How Vmotion made me cry.
So. There I was, happily bathing in the rays of my newly created W2K3 cluster. Using NLB, it was happily distributing incoming requests through to the included servers and my life was a good thing.
At one of my previous customers, we implemented a NLB-cluster (Network Load Balancing) that had two WWW-servers in it. Hosted on those servers were .ico and .osd files (used by Softricity for application streaming) and the configuration files for our 80 or so thin clients that were provided to the Program Neighbourhood Agents on them.
At first, setting up the cluster was a tad tricky. When I started to configure the blasted thing, I needed to use Multicast mode, as the switches in front of it made it impossible to set up the primary clustertraffic in Unicast mode. However, after the cluster had been created, the IP-address of the cluster wasn't reachable until I set the cluster to Unicast mode.. so, there I was, cursing away at the switch.. but hey, it worked, and it worked well (if anyone wants an in-depth technical analysis of why this happened, leave me a comment and I'll be happy to elaborate.. but beware, it can get messy..)
The first day of testing arrives. Sixty-or-so students log onto the new SBC-environment and things are looking good. The ESX servers are holding up, the Citrix environment is humming away (though I still don't like the performance, but that's another ESX discussion..) and things appear to be fine.
About the same time, a colleague of mine suggests that we test the Vmotion feature. For those of you who aren't familiair with this feature, allow me to explain.

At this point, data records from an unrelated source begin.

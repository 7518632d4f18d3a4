use super::*;

/// Tests counting exercise answers on the lesson row.
///
/// Verifies that the first answer creates an incomplete row and later answers
/// increment the counters.
///
/// Expected: Ok with two answers recorded and one correct
#[tokio::test]
async fn counts_answers_on_lesson_row() -> Result<(), DbErr> {
    let test = TestBuilder::new()
        .with_learning_tables()
        .build()
        .await
        .unwrap();
    let db = test.db.as_ref().unwrap();

    let user = factory::create_user(db).await?;
    let lesson = factory::create_lesson(db).await?;
    let repo = ProgressRepository::new(db);

    repo.record_exercise(user.id, lesson.id, true, Utc::now()).await?;
    repo.record_exercise(user.id, lesson.id, false, Utc::now()).await?;

    let stored = repo.get(user.id, lesson.id).await?.unwrap();
    assert_eq!(stored.exercises_completed, 2);
    assert_eq!(stored.exercises_correct, 1);
    assert_eq!(stored.attempts, 0);
    assert!(!stored.completed);

    Ok(())
}
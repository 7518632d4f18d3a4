use sea_orm::entity::prelude::*;

#[derive(Clone, Debug, PartialEq, Eq, DeriveEntityModel)]
#[sea_orm(table_name = "quiz")]
pub struct Model {
    #[sea_orm(primary_key)]
    pub id: i32,
    pub lesson_id: Option<i32>,
    pub title: String,
    #[sea_orm(column_type = "Text", nullable)]
    pub description: Option<String>,
    /// Time limit in minutes.
    pub time_limit: i32,
    pub max_attempts: i32,
    pub passing_score: i32,
    pub xp_reward: i32,
}

#[derive(Copy, Clone, Debug, EnumIter, DeriveRelation)]
pub enum Relation {
    #[sea_orm(
        belongs_to = "super::lesson::Entity",
        from = "Column::LessonId",
        to = "super::lesson::Column::Id",
        on_update = "Cascade",
        on_delete = "SetNull"
    )]
    Lesson,
    #[sea_orm(has_many = "super::quiz_question::Entity")]
    QuizQuestion,
    #[sea_orm(has_many = "super::quiz_attempt::Entity")]
    QuizAttempt,
}

impl Related<super::lesson::Entity> for Entity {
    fn to() -> RelationDef {
        Relation::Lesson.def()
    }
}

impl Related<super::quiz_question::Entity> for Entity {
    fn to() -> RelationDef {
        Relation::QuizQuestion.def()
    }
}

impl Related<super::quiz_attempt::Entity> for Entity {
    fn to() -> RelationDef {
        Relation::QuizAttempt.def()
    }
}

impl ActiveModelBehavior for ActiveModel {}
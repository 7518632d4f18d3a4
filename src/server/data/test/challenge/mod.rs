use crate::server::data::challenge::ChallengeRepository;
use chrono::{Duration, Utc};
use sea_orm::DbErr;
use test_utils::{builder::TestBuilder, factory};

mod get_by_date;
mod has_attempted;
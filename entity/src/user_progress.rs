use sea_orm::entity::prelude::*;

#[derive(Clone, Debug, PartialEq, Eq, DeriveEntityModel)]
#[sea_orm(table_name = "user_progress")]
pub struct Model {
    #[sea_orm(primary_key)]
    pub id: i32,
    pub user_id: i32,
    pub lesson_id: Option<i32>,
    pub completed: bool,
    pub completion_date: Option<DateTimeUtc>,
    pub score: Option<i32>,
    /// Accumulated seconds spent on the lesson.
    pub time_spent: Option<i32>,
    pub attempts: i32,
    #[sea_orm(column_type = "Text", nullable)]
    pub content_sections_viewed: Option<String>,
    pub exercises_completed: i32,
    pub exercises_correct: i32,
    pub last_accessed: DateTimeUtc,
}

#[derive(Copy, Clone, Debug, EnumIter, DeriveRelation)]
pub enum Relation {
    #[sea_orm(
        belongs_to = "super::user::Entity",
        from = "Column::UserId",
        to = "super::user::Column::Id",
        on_update = "Cascade",
        on_delete = "Cascade"
    )]
    User,
    #[sea_orm(
        belongs_to = "super::lesson::Entity",
        from = "Column::LessonId",
        to = "super::lesson::Column::Id",
        on_update = "Cascade",
        on_delete = "SetNull"
    )]
    Lesson,
}

impl Related<super::user::Entity> for Entity {
    fn to() -> RelationDef {
        Relation::User.def()
    }
}

impl Related<super::lesson::Entity> for Entity {
    fn to() -> RelationDef {
        Relation::Lesson.def()
    }
}

impl ActiveModelBehavior for ActiveModel {}
//! Lesson data repository.

use std::collections::HashMap;

use chrono::Utc;
use sea_orm::{
    sea_query::Expr, ActiveModelTrait, ActiveValue, ColumnTrait, DatabaseConnection, DbErr,
    EntityTrait, PaginatorTrait, QueryFilter, QueryOrder, TransactionTrait,
};

use crate::server::model::lesson::{CreateLessonParams, Lesson, UpdateLessonParams};

pub struct LessonRepository<'a> {
    db: &'a DatabaseConnection,
}

impl<'a> LessonRepository<'a> {
    pub fn new(db: &'a DatabaseConnection) -> Self {
        Self { db }
    }

    pub async fn create(&self, params: CreateLessonParams) -> Result<Lesson, DbErr> {
        let now = Utc::now();
        let entity = entity::lesson::ActiveModel {
            unit_id: ActiveValue::Set(params.unit_id),
            title: ActiveValue::Set(params.title),
            description: ActiveValue::Set(params.description),
            content_json: ActiveValue::Set(params.content_json),
            difficulty: ActiveValue::Set(params.difficulty),
            order_index: ActiveValue::Set(params.order_index),
            xp_reward: ActiveValue::Set(params.xp_reward),
            estimated_time: ActiveValue::Set(params.estimated_time),
            learning_objectives: ActiveValue::Set(params.learning_objectives),
            prerequisites: ActiveValue::Set(params.prerequisites),
            vedic_sutras: ActiveValue::Set(params.vedic_sutras),
            thumbnail_image: ActiveValue::Set(params.thumbnail_image),
            created_at: ActiveValue::Set(now),
            updated_at: ActiveValue::Set(now),
            is_published: ActiveValue::Set(params.is_published),
            ..Default::default()
        }
        .insert(self.db)
        .await?;

        Ok(Lesson::from_entity(entity))
    }

    pub async fn get_by_id(&self, id: i32) -> Result<Option<Lesson>, DbErr> {
        let entity = entity::prelude::Lesson::find_by_id(id).one(self.db).await?;

        Ok(entity.map(Lesson::from_entity))
    }

    /// Gets every lesson ordered by unit then position
    pub async fn get_all(&self) -> Result<Vec<Lesson>, DbErr> {
        let entities = entity::prelude::Lesson::find()
            .order_by_asc(entity::lesson::Column::UnitId)
            .order_by_asc(entity::lesson::Column::OrderIndex)
            .order_by_asc(entity::lesson::Column::Id)
            .all(self.db)
            .await?;

        Ok(entities.into_iter().map(Lesson::from_entity).collect())
    }

    /// Gets published lessons ordered by unit then position
    pub async fn get_published(&self) -> Result<Vec<Lesson>, DbErr> {
        let entities = entity::prelude::Lesson::find()
            .filter(entity::lesson::Column::IsPublished.eq(true))
            .order_by_asc(entity::lesson::Column::UnitId)
            .order_by_asc(entity::lesson::Column::OrderIndex)
            .order_by_asc(entity::lesson::Column::Id)
            .all(self.db)
            .await?;

        Ok(entities.into_iter().map(Lesson::from_entity).collect())
    }

    /// Gets published lessons grouped by unit ID, each group in lesson order
    pub async fn get_published_by_unit(&self) -> Result<HashMap<i32, Vec<Lesson>>, DbErr> {
        let mut grouped: HashMap<i32, Vec<Lesson>> = HashMap::new();

        for lesson in self.get_published().await? {
            if let Some(unit_id) = lesson.unit_id {
                grouped.entry(unit_id).or_default().push(lesson);
            }
        }

        Ok(grouped)
    }

    /// Gets all lessons of a unit in order
    pub async fn get_by_unit(&self, unit_id: i32) -> Result<Vec<Lesson>, DbErr> {
        let entities = entity::prelude::Lesson::find()
            .filter(entity::lesson::Column::UnitId.eq(unit_id))
            .order_by_asc(entity::lesson::Column::OrderIndex)
            .order_by_asc(entity::lesson::Column::Id)
            .all(self.db)
            .await?;

        Ok(entities.into_iter().map(Lesson::from_entity).collect())
    }

    /// Updates the provided fields of a lesson and bumps `updated_at`
    pub async fn update(&self, params: UpdateLessonParams) -> Result<Option<Lesson>, DbErr> {
        let Some(entity) = entity::prelude::Lesson::find_by_id(params.id)
            .one(self.db)
            .await?
        else {
            return Ok(None);
        };

        let mut active_model: entity::lesson::ActiveModel = entity.into();
        if let Some(unit_id) = params.unit_id {
            active_model.unit_id = ActiveValue::Set(Some(unit_id));
        }
        if let Some(title) = params.title {
            active_model.title = ActiveValue::Set(title);
        }
        if let Some(description) = params.description {
            active_model.description = ActiveValue::Set(Some(description));
        }
        if let Some(content_json) = params.content_json {
            active_model.content_json = ActiveValue::Set(content_json);
        }
        if let Some(difficulty) = params.difficulty {
            active_model.difficulty = ActiveValue::Set(difficulty);
        }
        if let Some(order_index) = params.order_index {
            active_model.order_index = ActiveValue::Set(order_index);
        }
        if let Some(xp_reward) = params.xp_reward {
            active_model.xp_reward = ActiveValue::Set(xp_reward);
        }
        if let Some(estimated_time) = params.estimated_time {
            active_model.estimated_time = ActiveValue::Set(Some(estimated_time));
        }
        if let Some(objectives) = params.learning_objectives {
            active_model.learning_objectives = ActiveValue::Set(Some(objectives));
        }
        if let Some(prerequisites) = params.prerequisites {
            active_model.prerequisites = ActiveValue::Set(Some(prerequisites));
        }
        if let Some(vedic_sutras) = params.vedic_sutras {
            active_model.vedic_sutras = ActiveValue::Set(Some(vedic_sutras));
        }
        if let Some(thumbnail_image) = params.thumbnail_image {
            active_model.thumbnail_image = ActiveValue::Set(Some(thumbnail_image));
        }
        if let Some(is_published) = params.is_published {
            active_model.is_published = ActiveValue::Set(is_published);
        }
        active_model.updated_at = ActiveValue::Set(Utc::now());

        let entity = active_model.update(self.db).await?;

        Ok(Some(Lesson::from_entity(entity)))
    }

    /// Deletes a lesson after detaching its exercises, quizzes, sutra links and progress rows.
    ///
    /// Runs in one transaction; a failure leaves every row attached.
    ///
    /// # Returns
    /// - `Ok(true)` - Lesson deleted
    /// - `Ok(false)` - No lesson with that ID
    /// - `Err(DbErr)` - Database error
    pub async fn delete(&self, id: i32) -> Result<bool, DbErr> {
        let detached = Expr::value(Option::<i32>::None);
        let txn = self.db.begin().await?;

        entity::prelude::Exercise::update_many()
            .col_expr(entity::exercise::Column::LessonId, detached.clone())
            .filter(entity::exercise::Column::LessonId.eq(id))
            .exec(&txn)
            .await?;
        entity::prelude::Quiz::update_many()
            .col_expr(entity::quiz::Column::LessonId, detached.clone())
            .filter(entity::quiz::Column::LessonId.eq(id))
            .exec(&txn)
            .await?;
        entity::prelude::LessonSutra::update_many()
            .col_expr(entity::lesson_sutra::Column::LessonId, detached.clone())
            .filter(entity::lesson_sutra::Column::LessonId.eq(id))
            .exec(&txn)
            .await?;
        entity::prelude::UserProgress::update_many()
            .col_expr(entity::user_progress::Column::LessonId, detached)
            .filter(entity::user_progress::Column::LessonId.eq(id))
            .exec(&txn)
            .await?;

        let result = entity::prelude::Lesson::delete_by_id(id)
            .exec(&txn)
            .await?;
        txn.commit().await?;

        Ok(result.rows_affected > 0)
    }

    /// Detaches a lesson from a unit.
    ///
    /// # Returns
    /// - `Ok(true)` - Lesson was in the unit and has been detached
    /// - `Ok(false)` - Lesson does not exist or belongs to another unit
    /// - `Err(DbErr)` - Database error
    pub async fn unlink_from_unit(&self, unit_id: i32, lesson_id: i32) -> Result<bool, DbErr> {
        let result = entity::prelude::Lesson::update_many()
            .col_expr(
                entity::lesson::Column::UnitId,
                Expr::value(Option::<i32>::None),
            )
            .col_expr(entity::lesson::Column::UpdatedAt, Expr::value(Utc::now()))
            .filter(entity::lesson::Column::Id.eq(lesson_id))
            .filter(entity::lesson::Column::UnitId.eq(unit_id))
            .exec(self.db)
            .await?;

        Ok(result.rows_affected > 0)
    }

    pub async fn count(&self) -> Result<u64, DbErr> {
        entity::prelude::Lesson::find().count(self.db).await
    }

    /// Counts published lessons
    pub async fn count_published(&self) -> Result<u64, DbErr> {
        entity::prelude::Lesson::find()
            .filter(entity::lesson::Column::IsPublished.eq(true))
            .count(self.db)
            .await
    }
}
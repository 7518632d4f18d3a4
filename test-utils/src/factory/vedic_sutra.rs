//! Vedic sutra factory.

use sea_orm::{ActiveModelTrait, ActiveValue, DatabaseConnection, DbErr};

use crate::factory::helpers::next_id;

/// Creates a sutra with a unique name at the given position.
pub async fn create_sutra(
    db: &DatabaseConnection,
    order_index: i32,
) -> Result<entity::vedic_sutra::Model, DbErr> {
    let id = next_id();
    entity::vedic_sutra::ActiveModel {
        name: ActiveValue::Set(format!("Sutra {}", id)),
        sanskrit_name: ActiveValue::Set(None),
        english_translation: ActiveValue::Set(Some(format!("Translation {}", id))),
        description: ActiveValue::Set(None),
        applications: ActiveValue::Set(None),
        order_index: ActiveValue::Set(order_index),
        ..Default::default()
    }
    .insert(db)
    .await
}
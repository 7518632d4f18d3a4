use axum::{
    extract::State,
    http::{HeaderMap, StatusCode},
    response::IntoResponse,
    Json,
};

use crate::{
    model::{api::ErrorDto, sutra::SutraDto},
    server::{
        error::AppError, middleware::auth::AuthGuard, service::sutra::SutraService,
        state::AppState,
    },
};

/// Tag for grouping sutra endpoints in OpenAPI documentation
pub static SUTRA_TAG: &str = "sutra";

#[utoipa::path(
    get,
    path = "/api/sutras",
    tag = SUTRA_TAG,
    responses(
        (status = 200, description = "Sutras in teaching order", body = Vec<SutraDto>),
        (status = 401, description = "Missing or invalid token", body = ErrorDto)
    ),
    security(("bearer" = [])),
)]
pub async fn get_sutras(
    State(state): State<AppState>,
    headers: HeaderMap,
) -> Result<impl IntoResponse, AppError> {
    let _ = AuthGuard::new(&state.db, &state.tokens, &headers)
        .require(&[])
        .await?;

    let sutras = SutraService::new(&state.db).list().await?;

    Ok((
        StatusCode::OK,
        Json(sutras.into_iter().map(|s| s.into_dto()).collect::<Vec<_>>()),
    ))
}
use crate::server::{
    data::user::UserRepository,
    model::user::{CreateUserParam, UpdateProfileParam},
};
use chrono::{Duration, NaiveDate, Utc};
use entity::sea_orm_active_enums::UserRole;
use sea_orm::DbErr;
use test_utils::{builder::TestBuilder, factory};

mod count_logged_in_since;
mod create;
mod set_active;
mod update_profile;
mod update_stats;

Virtual machines are bound to a specific ESX server. However, the nice people at VMware understand the necessity of being able to move these virtual machines on the fly to a different machine, which is what the Vmotion feature allows you to do. Using this feature, the content of the VM and its parameters are adjusted as necessary so that a different ESX server hosts the virtual machine.
Now, it would seem that using a feature like this on a production environment might seem tricky, the situation didn't look that tricky to me. After all, Citrix and its sessions can handle themselves just fine if the connection drops for a second or two, so on we went. For a minute or two, we moved machines back and forth like there was no tomorrow, and about 5 minutes later.. there no longer was a tomorrow..
Citrix servers were unavailable, sessions were lost.. all in all, the place had become a complete mess. It took us a few moments to realise what had happened, but here it is:
During this Vmotion-fun, we also moved one of the clusternodes to another ESX-server. Now, what happens is that the node goes offline, is moved and then comes back online. At first, it will attempt to initialise the clusterbinding.. at which it fails! After all, the cluster is configured to use Unicast mode which didn't work through the switch.. so we ended up with two different clusternodes, both pretending to be the cluster.
It took us about 20 minutes to fix this mess. It wasn't pretty. So, beware when you decide to use those funky features and think carefully on what you're doing.
PS: What happened was that the second clusternode was no longer reachable from the first clusternode and vice versa. As both nodes were convinced that they were 'the cluster', the clusterconfiguration completely broke, and both clusters (as they both thought they were a cluster with one node) stopped functioning. Again, if anyone wants a technical breakdown of that, leave a comment.